开源AI工具:虚拟化弹性KV缓存 是一款基于 Python 开发的开源工具,专注于 elastic-kvcache、gpu-mutiplexing、gpu-sharing 等核心功能。作为 GitHub 开源项目,它拥有活跃的社区支持和持续的版本迭代,代码完全透明可审计,支持本地部署以保护数据隐私。无论是个人使用还是集成到企业工作流,都能提供稳定可靠的解决方案。
Virtualized Elastic KV Cache for Dynamic GPU Sharing and Beyond,提供虚拟化弹性KV缓存功能,支持动态GPU共享和超越。
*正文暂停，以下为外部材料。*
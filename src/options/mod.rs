//! Centralized runtime options with TOML preset support.
//!
//! All tweakable settings (scene composition, formation timing, camera,
//! lighting) are consolidated here. Options serialize to/from TOML; every
//! sub-struct uses `#[serde(default)]` so partial files (e.g. only
//! overriding `[snow]`) work correctly.

use std::path::Path;

use serde::{Deserialize, Serialize};

use crate::error::EvergreenError;

/// Top-level options container.
#[derive(Debug, Clone, Serialize, Deserialize, PartialEq, Default)]
#[serde(default)]
pub struct Options {
    /// Scene composition: counts, dimensions, and per-system parameters.
    pub scene: SceneOptions,
    /// Formation toggle animation parameters.
    pub formation: FormationOptions,
    /// Camera rig parameters.
    pub camera: CameraOptions,
    /// Ornament lighting parameters.
    pub lighting: LightingOptions,
}

impl Options {
    /// Load options from a TOML file. Missing fields use defaults.
    pub fn load(path: &Path) -> Result<Self, EvergreenError> {
        let content = std::fs::read_to_string(path)?;
        toml::from_str(&content).map_err(|e| {
            EvergreenError::OptionsParse(format!(
                "failed to parse {}: {e}",
                path.display()
            ))
        })
    }

    /// Save options to a TOML file (pretty-printed).
    pub fn save(&self, path: &Path) -> Result<(), EvergreenError> {
        let content = toml::to_string_pretty(self).map_err(|e| {
            EvergreenError::OptionsParse(format!(
                "failed to serialize options: {e}"
            ))
        })?;
        if let Some(parent) = path.parent() {
            std::fs::create_dir_all(parent)?;
        }
        std::fs::write(path, content)?;
        Ok(())
    }
}

/// Scene composition options.
#[derive(Debug, Clone, Serialize, Deserialize, PartialEq)]
#[serde(default)]
pub struct SceneOptions {
    /// Base radius of the assembled tree cone.
    pub tree_radius: f32,
    /// Height of the assembled tree cone.
    pub tree_height: f32,
    /// Radius of the scattered cloud ball.
    pub scatter_radius: f32,
    /// Foliage particle parameters.
    pub foliage: FoliageOptions,
    /// Bauble instance parameters (luxury palette).
    pub baubles: OrnamentOptions,
    /// Ribbon instance parameters (red/gold palette).
    pub ribbons: OrnamentOptions,
    /// Snow field parameters.
    pub snow: SnowOptions,
}

impl Default for SceneOptions {
    fn default() -> Self {
        Self {
            tree_radius: 3.0,
            tree_height: 6.0,
            scatter_radius: 5.0,
            foliage: FoliageOptions::default(),
            baubles: OrnamentOptions::default(),
            ribbons: OrnamentOptions {
                count: 40,
                scale: 0.1,
                shape: OrnamentShape::Octahedron,
            },
            snow: SnowOptions::default(),
        }
    }
}

/// Foliage particle options.
#[derive(Debug, Clone, Serialize, Deserialize, PartialEq)]
#[serde(default)]
pub struct FoliageOptions {
    /// Number of foliage points.
    pub count: usize,
    /// Smallest base point size.
    pub min_size: f32,
    /// Largest base point size.
    pub max_size: f32,
}

impl Default for FoliageOptions {
    fn default() -> Self {
        Self {
            count: 4000,
            min_size: 0.8,
            max_size: 2.0,
        }
    }
}

/// Base geometry used for an ornament group.
#[derive(Debug, Clone, Copy, Serialize, Deserialize, PartialEq, Eq, Default)]
#[serde(rename_all = "snake_case")]
pub enum OrnamentShape {
    /// Smooth UV sphere.
    #[default]
    Sphere,
    /// Flat-shaded octahedron.
    Octahedron,
}

/// Options for one instanced ornament group.
#[derive(Debug, Clone, Serialize, Deserialize, PartialEq)]
#[serde(default)]
pub struct OrnamentOptions {
    /// Number of instances.
    pub count: usize,
    /// Uniform local-geometry scale.
    pub scale: f32,
    /// Base geometry for the group.
    pub shape: OrnamentShape,
}

impl Default for OrnamentOptions {
    fn default() -> Self {
        Self {
            count: 80,
            scale: 0.12,
            shape: OrnamentShape::Sphere,
        }
    }
}

/// Snow field options.
#[derive(Debug, Clone, Serialize, Deserialize, PartialEq)]
#[serde(default)]
pub struct SnowOptions {
    /// Number of snowflakes.
    pub count: usize,
    /// Radius of the scattered snow ball.
    pub scatter_radius: f32,
    /// Radius of the assembled (tree-hugging) snow ball.
    pub tree_radius: f32,
    /// Height of the vertical fall-loop band.
    pub fall_height: f32,
    /// Global snow opacity in [0,1].
    pub opacity: f32,
}

impl Default for SnowOptions {
    fn default() -> Self {
        Self {
            count: 1500,
            scatter_radius: 8.0,
            tree_radius: 5.0,
            fall_height: 10.0,
            opacity: 0.8,
        }
    }
}

/// Formation toggle animation options.
#[derive(Debug, Clone, Serialize, Deserialize, PartialEq)]
#[serde(default)]
pub struct FormationOptions {
    /// Whether the scene starts assembled.
    pub start_assembled: bool,
    /// Seconds for the mix to travel between formations.
    pub duration_secs: f32,
}

impl Default for FormationOptions {
    fn default() -> Self {
        Self {
            start_assembled: true,
            duration_secs: 2.5,
        }
    }
}

/// Camera rig options.
#[derive(Debug, Clone, Serialize, Deserialize, PartialEq)]
#[serde(default)]
pub struct CameraOptions {
    /// Orbit distance from the scene center.
    pub distance: f32,
    /// Eye height above the scene center.
    pub height: f32,
    /// Orbit angular speed, radians per second.
    pub orbit_speed: f32,
    /// Vertical field of view in degrees.
    pub fovy: f32,
    /// Near clipping plane distance.
    pub znear: f32,
    /// Far clipping plane distance.
    pub zfar: f32,
}

impl Default for CameraOptions {
    fn default() -> Self {
        Self {
            distance: 12.0,
            height: 2.0,
            orbit_speed: 0.1,
            fovy: 45.0,
            znear: 0.1,
            zfar: 100.0,
        }
    }
}

/// Ornament lighting options (fixed tints live with the uniform defaults).
#[derive(Debug, Clone, Serialize, Deserialize, PartialEq)]
#[serde(default)]
pub struct LightingOptions {
    /// Ambient floor of the diffuse term.
    pub ambient: f32,
    /// Specular highlight intensity.
    pub specular_intensity: f32,
    /// Specular shininess exponent.
    pub shininess: f32,
    /// Fresnel edge falloff power.
    pub fresnel_power: f32,
    /// Fresnel edge brightness boost.
    pub fresnel_intensity: f32,
    /// Gold blink highlight intensity.
    pub blink_intensity: f32,
}

impl Default for LightingOptions {
    fn default() -> Self {
        Self {
            ambient: 0.2,
            specular_intensity: 2.5,
            shininess: 64.0,
            fresnel_power: 3.0,
            fresnel_intensity: 1.5,
            blink_intensity: 20.0,
        }
    }
}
开源AI工具:虚拟化弹性KV缓存 是一款基于 Python 开发的开源工具,专注于 elastic-kvcache、gpu-mutiplexing、gpu-sharing 等核心功能。作为 GitHub 开源项目,它拥有活跃的社区支持和持续的版本迭代,代码完全透明可审计,支持本地部署以保护数据隐私。无论是个人使用还是集成到企业工作流,都能提供稳定可靠的解决方案。
# 方式一:pip 安装(推荐)
pip install kvcached
# 方式二:虚拟环境安装(推荐生产环境)
python -m venv .venv
source .venv/bin/activate # Windows: .venv\Scripts\activate
pip install kvcached
# 方式三:从源码安装(获取最新功能)
git clone https://github.com/ovg-project/kvcached
cd kvcached
pip install -e .
# 验证安装
python -c "import kvcached; print('安装成功')"
# 命令行使用
kvcached --help
# 基本用法
kvcached input_file -o output_file
# Python 代码中调用
import kvcached
# 示例
result = kvcached.process("input")
print(result)
# kvcached 配置文件示例(config.yml) app: name: "kvcached" debug: false log_level: "INFO" # 运行时指定配置文件 kvcached --config config.yml # 或通过环境变量配置 export KVCACHED_API_KEY="your-key" export KVCACHED_OUTPUT_DIR="./output"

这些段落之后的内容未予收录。